Show every line of the records below that contains the word "Offending".

* **PROVIDED DATA**
========================================================================

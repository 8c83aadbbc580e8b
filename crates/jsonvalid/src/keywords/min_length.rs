use serde_json::{Map, Value};

use crate::{
    accumulator::Offending,
    compiler,
    error::ViolationKind,
    keywords::{helpers, CompilationResult},
    paths::{LazyLocation, Location},
    validator::{Validate, ValidationContext},
};

pub(crate) struct MinLengthValidator {
    limit: u64,
    location: Location,
}

impl MinLengthValidator {
    #[inline]
    pub(crate) fn compile(ctx: &compiler::Context, schema: &Value) -> CompilationResult {
        let limit = helpers::compile_size(ctx, "minLength", schema)?;
        Ok(Box::new(MinLengthValidator {
            limit,
            location: ctx.location().join("minLength"),
        }))
    }
}

impl Validate for MinLengthValidator {
    fn validate<'s>(
        &'s self,
        instance: &Value,
        location: &LazyLocation,
        ctx: &mut ValidationContext<'s>,
    ) {
        if let Value::String(item) = instance {
            if (bytecount::num_chars(item.as_bytes()) as u64) < self.limit {
                ctx.report(
                    location,
                    ViolationKind::MinLength,
                    Offending::Value(instance),
                    &self.location,
                );
            }
        }
    }
}

#[inline]
pub(crate) fn compile<'a>(
    ctx: &compiler::Context<'a>,
    _: &'a Map<String, Value>,
    schema: &'a Value,
) -> Option<CompilationResult> {
    Some(MinLengthValidator::compile(ctx, schema))
}

#[cfg(test)]
mod tests {
    use crate::tests_util;
    use serde_json::json;

    #[test]
    fn location() {
        tests_util::assert_schema_location(&json!({"minLength": 1}), &json!(""), "/minLength");
    }

    #[test]
    fn too_short() {
        tests_util::expect_errors(
            &json!({"properties": {"name": {"minLength": 3}}}),
            &json!({"name": "ab"}),
            &["data.name has less length than allowed"],
        );
    }
}
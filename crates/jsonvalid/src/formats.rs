//! Built-in string formats.
//!
//! Only a lookup-by-name contract is exposed to the compiler. Formats supplied through
//! [`crate::ValidationOptions`] replace built-ins with the same name.
use std::{
    net::{Ipv4Addr, Ipv6Addr},
    str::FromStr,
    sync::{Arc, LazyLock},
};

use email_address::EmailAddress;
use regex::Regex;
use serde_json::Value;

/// A user-registered format.
#[derive(Clone)]
pub(crate) enum Format {
    /// Regular expression that must match the whole string.
    Pattern(String),
    Predicate(Arc<dyn Fn(&str) -> bool + Send + Sync>),
    /// Schema the value is validated against at the current path.
    Schema(Value),
}

macro_rules! pattern_format {
    ($name:ident, $pattern:expr) => {
        fn $name(value: &str) -> bool {
            static RE: LazyLock<Regex> =
                LazyLock::new(|| Regex::new($pattern).expect("Is a valid regex"));
            RE.is_match(value)
        }
    };
}

pattern_format!(
    is_valid_date_time,
    r"^\d{4}-(?:0[0-9]|1[0-2])-[0-9]{2}[tT ]\d{2}:\d{2}:\d{2}(?:\.\d+)?(?:[zZ]|[+-]\d{2}:\d{2})$"
);
pattern_format!(is_valid_date, r"^\d{4}-(?:0[0-9]|1[0-2])-[0-9]{2}$");
pattern_format!(is_valid_time, r"^\d{2}:\d{2}:\d{2}$");
pattern_format!(is_valid_uri, r"^[a-zA-Z][a-zA-Z0-9+\-.]*:[^\s]*$");
pattern_format!(
    is_valid_hostname_labels,
    r"^[0-9A-Za-z](?:[0-9A-Za-z-]{0,61}[0-9A-Za-z])?(?:\.[0-9A-Za-z](?:[0-9A-Za-z-]{0,61}[0-9A-Za-z])?)*\.?$"
);
pattern_format!(
    is_valid_color,
    r"^(?:#?[0-9A-Fa-f]{3,6}|aqua|black|blue|fuchsia|gray|green|lime|maroon|navy|olive|orange|purple|red|silver|teal|white|yellow|rgb\(\s*(?:[0-9]|[1-9][0-9]|1[0-9][0-9]|2[0-4][0-9]|25[0-5])\s*,\s*(?:[0-9]|[1-9][0-9]|1[0-9][0-9]|2[0-4][0-9]|25[0-5])\s*,\s*(?:[0-9]|[1-9][0-9]|1[0-9][0-9]|2[0-4][0-9]|25[0-5])\s*\)|rgb\(\s*(?:\d?\d%|100%)\s*,\s*(?:\d?\d%|100%)\s*,\s*(?:\d?\d%|100%)\s*\))$"
);
pattern_format!(is_valid_alpha, r"^[a-zA-Z]+$");
pattern_format!(is_valid_alphanumeric, r"^[a-zA-Z0-9]+$");
pattern_format!(is_valid_style, r".:\s*[^;]");
pattern_format!(is_valid_phone, r"^\+(?:[0-9] ?){6,14}[0-9]$");
pattern_format!(is_valid_utc_millisec, r"^[0-9]{1,15}\.?[0-9]{0,15}$");

fn is_valid_hostname(value: &str) -> bool {
    (1..=255).contains(&value.len()) && is_valid_hostname_labels(value)
}

fn is_valid_email(value: &str) -> bool {
    EmailAddress::is_valid(value)
}

fn is_valid_ipv4(value: &str) -> bool {
    Ipv4Addr::from_str(value).is_ok()
}

fn is_valid_ipv6(value: &str) -> bool {
    Ipv6Addr::from_str(value).is_ok()
}

/// Look up a built-in format checker by name.
pub(crate) fn builtin(name: &str) -> Option<fn(&str) -> bool> {
    let check: fn(&str) -> bool = match name {
        "date-time" => is_valid_date_time,
        "date" => is_valid_date,
        "time" => is_valid_time,
        "email" => is_valid_email,
        "ipv4" | "ip-address" => is_valid_ipv4,
        "ipv6" => is_valid_ipv6,
        "uri" => is_valid_uri,
        "hostname" => is_valid_hostname,
        "color" => is_valid_color,
        "alpha" => is_valid_alpha,
        "alphanumeric" => is_valid_alphanumeric,
        "style" => is_valid_style,
        "phone" => is_valid_phone,
        "utc-millisec" => is_valid_utc_millisec,
        _ => return None,
    };
    Some(check)
}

========================================================================

* **RESULT OF THE EXERCISE**
    accumulator::Offending,
                    Offending::Value(instance),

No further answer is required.